It’s that time of week. Time to man up and make your pick for Monday’s game. Get it right, and you’ll be able to flitter about the online message boards proclaiming yourself prince of prognosticating. LOOK AT ME! I’M A FOOTBALL WIZARD WITH A SUPPLE REMOTE WRIST! Get it wrong, and you’ll happily declare the outcome an utter fluke, and that if three things had happened during the game that never did, your pick totally would have been right. Here are our picks, plus picks from across the rest of the media.
Scott Crisp: 31-27 Dallas. “Carolina will be hell-bent on avoiding an 0-3 record, but then, so was Tennessee.”
Josh Alper: Absent. Alper was at the Cambodian massage parlor today and refused to answer his cell phone. Let’s just pick Dallas for him.
Bill Simmons: Panthers +9. “This line is absolutely absurd.
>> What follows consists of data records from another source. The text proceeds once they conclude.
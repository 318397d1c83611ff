//! Request and response bodies of the remote game API.
//!
//! Instants travel as RFC 3339 strings and are decoded into
//! [`DateTime<Utc>`]. Scores and tap counts are non-negative integers.

use chrono::{DateTime, Utc};
use serde::{Deserialize, Serialize};
use validator::Validate;

use crate::ids::{Role, RoundId};

// ---------------------------------------------------------------------------
// Authentication
// ---------------------------------------------------------------------------

/// Identity of the signed-in user, as returned by `GET /auth/me`.
#[derive(Debug, Clone, PartialEq, Eq, Serialize, Deserialize)]
pub struct UserIdentity {
    /// Login name, also used as the display name.
    pub username: String,
    /// Account role; `ADMIN` may create rounds.
    pub role: Role,
}

/// Credentials submitted to `POST /auth/login`.
///
/// Both fields are required. Unknown users are registered by the server on
/// first login.
#[derive(Clone, PartialEq, Eq, Serialize, Deserialize, Validate)]
pub struct LoginRequest {
    /// Login name.
    #[validate(length(min = 1, message = "username is required"))]
    pub username: String,
    /// Plain-text password, only ever sent over the wire.
    #[validate(length(min = 1, message = "password is required"))]
    pub password: String,
}

impl LoginRequest {
    /// Build a login request from borrowed credentials.
    pub fn new(username: impl Into<String>, password: impl Into<String>) -> Self {
        Self {
            username: username.into(),
            password: password.into(),
        }
    }
}

impl core::fmt::Debug for LoginRequest {
    fn fmt(&self, f: &mut core::fmt::Formatter<'_>) -> core::fmt::Result {
        f.debug_struct("LoginRequest")
            .field("username", &self.username)
            .field("password", &"<redacted>")
            .finish()
    }
}

/// Successful login: a bearer token plus the minimal identity.
#[derive(Clone, PartialEq, Eq, Serialize, Deserialize)]
pub struct LoginResponse {
    /// Bearer token for all authenticated endpoints.
    pub token: String,
    /// Login name of the authenticated user.
    pub username: String,
    /// Account role.
    pub role: Role,
}

impl LoginResponse {
    /// The identity part of the response, without the token.
    pub fn identity(&self) -> UserIdentity {
        UserIdentity {
            username: self.username.clone(),
            role: self.role.clone(),
        }
    }
}

impl core::fmt::Debug for LoginResponse {
    fn fmt(&self, f: &mut core::fmt::Formatter<'_>) -> core::fmt::Result {
        f.debug_struct("LoginResponse")
            .field("token", &"<redacted>")
            .field("username", &self.username)
            .field("role", &self.role)
            .finish()
    }
}

// ---------------------------------------------------------------------------
// Rounds
// ---------------------------------------------------------------------------

/// A time-boxed game session.
#[derive(Debug, Clone, PartialEq, Eq, Serialize, Deserialize)]
#[serde(rename_all = "camelCase")]
pub struct Round {
    /// Server-issued identifier.
    pub id: RoundId,
    /// First instant at which taps count.
    pub start_time: DateTime<Utc>,
    /// First instant at which taps no longer count.
    pub end_time: DateTime<Utc>,
    /// Sum of all players' scores as of the last fetch.
    #[serde(default)]
    pub total_score: u64,
}

/// Body of `GET /rounds`.
#[derive(Debug, Clone, Default, PartialEq, Eq, Serialize, Deserialize)]
pub struct RoundList {
    /// Rounds in server order.
    pub data: Vec<Round>,
}

/// The caller's own progress in a round.
#[derive(Debug, Clone, Copy, Default, PartialEq, Eq, Serialize, Deserialize)]
pub struct MyStats {
    /// Number of accepted taps.
    pub taps: u64,
    /// Score earned by those taps.
    pub score: u64,
}

/// User reference inside a leaderboard entry.
#[derive(Debug, Clone, PartialEq, Eq, Serialize, Deserialize)]
pub struct TopStatUser {
    /// Login name of the player.
    pub username: String,
}

/// One leaderboard entry.
#[derive(Debug, Clone, PartialEq, Eq, Serialize, Deserialize)]
pub struct TopStat {
    /// The scoring player.
    pub user: TopStatUser,
    /// Score in this round.
    pub score: u64,
}

/// Body of `GET /rounds/{id}`.
#[derive(Debug, Clone, PartialEq, Eq, Serialize, Deserialize)]
#[serde(rename_all = "camelCase")]
pub struct RoundDetail {
    /// Round metadata.
    pub round: Round,
    /// The caller's stats; refreshed in place after each tap.
    #[serde(default)]
    pub my_stats: MyStats,
    /// Leaderboard subset, in server order.
    #[serde(default)]
    pub top_stats: Vec<TopStat>,
}

impl RoundDetail {
    /// Replace the caller's stats with a tap result, leaving the round and
    /// the leaderboard untouched.
    #[must_use]
    pub fn with_my_stats(self, tap: TapResult) -> Self {
        Self {
            my_stats: MyStats {
                taps: tap.taps,
                score: tap.score,
            },
            ..self
        }
    }
}

/// Body of `POST /rounds/{id}/tap`.
#[derive(Debug, Clone, Copy, PartialEq, Eq, Serialize, Deserialize)]
pub struct TapResult {
    /// Total taps by the caller in this round after the submission.
    pub taps: u64,
    /// Total score of the caller in this round after the submission.
    pub score: u64,
}

#[cfg(test)]
mod tests {
    #![allow(clippy::unwrap_used, clippy::indexing_slicing)]

    use super::*;

    #[test]
    fn round_detail_decodes_camel_case_body() {
        let json = serde_json::json!({
            "round": {
                "id": "r1",
                "startTime": "2026-10-19T12:00:00Z",
                "endTime": "2026-10-19T12:01:00Z",
                "totalScore": 17
            },
            "myStats": { "taps": 3, "score": 3 },
            "topStats": [
                { "user": { "username": "alice" }, "score": 14 },
                { "user": { "username": "bob" }, "score": 3 }
            ]
        });
        let detail: RoundDetail = serde_json::from_value(json).unwrap();
        assert_eq!(detail.round.id.as_str(), "r1");
        assert_eq!(detail.round.total_score, 17);
        assert_eq!(detail.my_stats, MyStats { taps: 3, score: 3 });
        assert_eq!(detail.top_stats.len(), 2);
        assert_eq!(detail.top_stats[0].user.username, "alice");
    }

    #[test]
    fn with_my_stats_keeps_round_and_leaderboard() {
        let json = serde_json::json!({
            "round": {
                "id": "r1",
                "startTime": "2026-10-19T12:00:00Z",
                "endTime": "2026-10-19T12:01:00Z",
                "totalScore": 5
            },
            "myStats": { "taps": 0, "score": 0 },
            "topStats": [{ "user": { "username": "alice" }, "score": 5 }]
        });
        let before: RoundDetail = serde_json::from_value(json).unwrap();
        let after = before.clone().with_my_stats(TapResult { taps: 1, score: 1 });
        assert_eq!(after.round, before.round);
        assert_eq!(after.top_stats, before.top_stats);
        assert_eq!(after.my_stats, MyStats { taps: 1, score: 1 });
    }

    #[test]
    fn login_request_requires_both_fields() {
        assert!(LoginRequest::new("alice", "x").validate().is_ok());
        assert!(LoginRequest::new("", "x").validate().is_err());
        assert!(LoginRequest::new("alice", "").validate().is_err());
    }

    #[test]
    fn credentials_are_redacted_in_debug_output() {
        let request = format!("{:?}", LoginRequest::new("alice", "hunter2"));
        assert!(!request.contains("hunter2"));
        let response = LoginResponse {
            token: "t1".to_owned(),
            username: "alice".to_owned(),
            role: Role::from("ADMIN"),
        };
        assert!(!format!("{response:?}").contains("t1"));
        assert_eq!(response.identity().username, "alice");
    }
}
Five points too high.” Of course it is, Bill. The entire Las Vegas gambling industry calibrates lines incorrectly and should defer to you on all such matters, even though picking lines is based on predicting how people will bet and not HOW THE GAME WILL TURN OUT, YOU JACKASS.
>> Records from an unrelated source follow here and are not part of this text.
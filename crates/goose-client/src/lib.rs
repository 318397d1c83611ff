//! Client for the goose-tap game API.
//!
//! The crate has two layers:
//!
//! - **Transport**: [`GooseApi`] performs one HTTP call per endpoint and
//!   maps every failure into a [`ClientError`]; [`extract_message`] turns a
//!   failure into the text shown to the player.
//! - **State**: [`SessionStore`], [`RoundListStore`] and [`RoundDetailStore`]
//!   own the observable client state. Each is constructed once and shared;
//!   [`GooseClient`] wires the three together around one session.
//!
//! # Architecture
//!
//! ```text
//! front-end --> stores (RwLock<state>) --> GooseApi --> remote API
//!                  |
//!                  +--> TokenStore (durable bearer token)
//! ```

pub mod api;
pub mod config;
pub mod error;
pub mod round;
pub mod rounds;
pub mod session;
pub mod token_store;

use std::sync::Arc;

use tracing::debug;

pub use api::GooseApi;
pub use config::{ClientConfig, ConfigError};
pub use error::{ClientError, UNKNOWN_ERROR, extract_message};
pub use round::{RoundDetailState, RoundDetailStore, TapAttempt};
pub use rounds::{RoundListState, RoundListStore};
pub use session::{SessionState, SessionStore};
pub use token_store::{FileTokenStore, MemoryTokenStore, TOKEN_KEY, TokenStore};

/// The client's services, built once per process.
#[derive(Debug, Clone)]
pub struct GooseClient {
    /// Session shared by every other store.
    pub session: Arc<SessionStore>,
    /// Round list state.
    pub rounds: Arc<RoundListStore>,
    /// State of the open round.
    pub round: Arc<RoundDetailStore>,
}

impl GooseClient {
    /// Wire the services for `config`, persisting the token on disk.
    pub fn from_config(config: &ClientConfig) -> Self {
        let tokens = FileTokenStore::in_dir(&config.state_dir);
        debug!(path = %tokens.path().display(), "session token file");
        let tokens = Arc::new(tokens);
        Self::new(GooseApi::new(config.api_url.clone()), tokens)
    }

    /// Wire the services around an explicit API client and token store.
    pub fn new(api: GooseApi, tokens: Arc<dyn TokenStore>) -> Self {
        let session = Arc::new(SessionStore::new(api.clone(), tokens));
        let rounds = Arc::new(RoundListStore::new(api.clone(), Arc::clone(&session)));
        let round = Arc::new(RoundDetailStore::new(api, Arc::clone(&session)));
        Self {
            session,
            rounds,
            round,
        }
    }
}
//! Terminal front-end for the goose-tap game.
//!
//! Wires the client services once at startup and hands them to the chosen
//! subcommand. Logs go to stderr so they never interleave with the screens
//! printed on stdout; set `RUST_LOG=debug` to see API traffic.

mod cli;
mod commands;
mod render;

use clap::Parser;
use goose_client::{ClientConfig, GooseClient};
use tracing::info;
use tracing_subscriber::EnvFilter;

use crate::cli::Cli;

/// Application entry point.
///
/// # Errors
///
/// Returns an error if configuration is invalid or the subcommand fails.
#[tokio::main]
async fn main() -> anyhow::Result<()> {
    tracing_subscriber::fmt()
        .with_env_filter(
            EnvFilter::try_from_default_env().unwrap_or_else(|_| EnvFilter::new("warn")),
        )
        .with_target(true)
        .with_writer(std::io::stderr)
        .init();

    let cli = Cli::parse();

    let mut config = ClientConfig::from_env()?;
    if let Some(url) = cli.api_url.as_deref() {
        config = config.with_api_url(url)?;
    }
    info!(
        api_url = config.api_url,
        state_dir = %config.state_dir.display(),
        tick_ms = config.tick.as_millis(),
        "configuration loaded"
    );

    let client = GooseClient::from_config(&config);
    commands::run(cli.command, &client, &config).await
}
//! Provider abstraction layer for speech services
//!
//! Providers declare their capabilities by the traits they implement; the
//! registry only routes a request to providers of the matching capability.
mod openai;
mod registry;
mod speech;

pub use openai::OpenAISpeechProvider;
pub use registry::ProviderRegistry;
pub use speech::{
    SpeechToText, SynthesisRequest, SynthesizedSpeech, TextToSpeech, Transcript,
    TranscriptionRequest,
};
Peter King: Cowboys 33, Panthers 24. “I've had enough of this get-rid-of-Tony Romo crap. It's ridiculous. This team lost to the Giants for many reasons, only one of which was Romo's three turnovers.” Wouldn’t three picks make THREE reasons they lost?
91% Of SI Users: Cowboys.
All Ten ESPN Experts Except Eric Allen: Cowboys. What’s the matter, Eric? TOO LAME TO JOIN THE REST OF US?!
Michael Silver: Cowboys.
92% Of Yahoo! Users: Cowboys.
Pete Prisco (CBS): Panthers. Prisco was 6-9 last week. SHOWS WHAT YOU KNOW, BUCKO!
Chris Berman: Brett Favre 32, Panthers and Cowboys 8.
Andy (Cowboys fan I know): Cowboys 56, Panthers F- (“Jake throws at least eight picks. Then he’s benched for Weinke. Weinke still plays for them, right? Weinke blows.”)
Index Card I Threw Up In The Air With The Name Of Each Team On Either Side, Seeing Which Team Would Land Face Up: Cowboys.
Me: Both teams have embattled QB’s. Both teams have excellent running back committees. Both teams have struggling defenses. Both teams have fat, ruddy-complexioned head coaches. Ah, but only one team has an owner who will blow up the earth and heavens if his team doesn’t win its second game in his new stadium. The power of Jerry compels me… Cowboys 42, Panthers 14.
Yours in the comments. Get ready, folks. We’re getting free green beans tonight.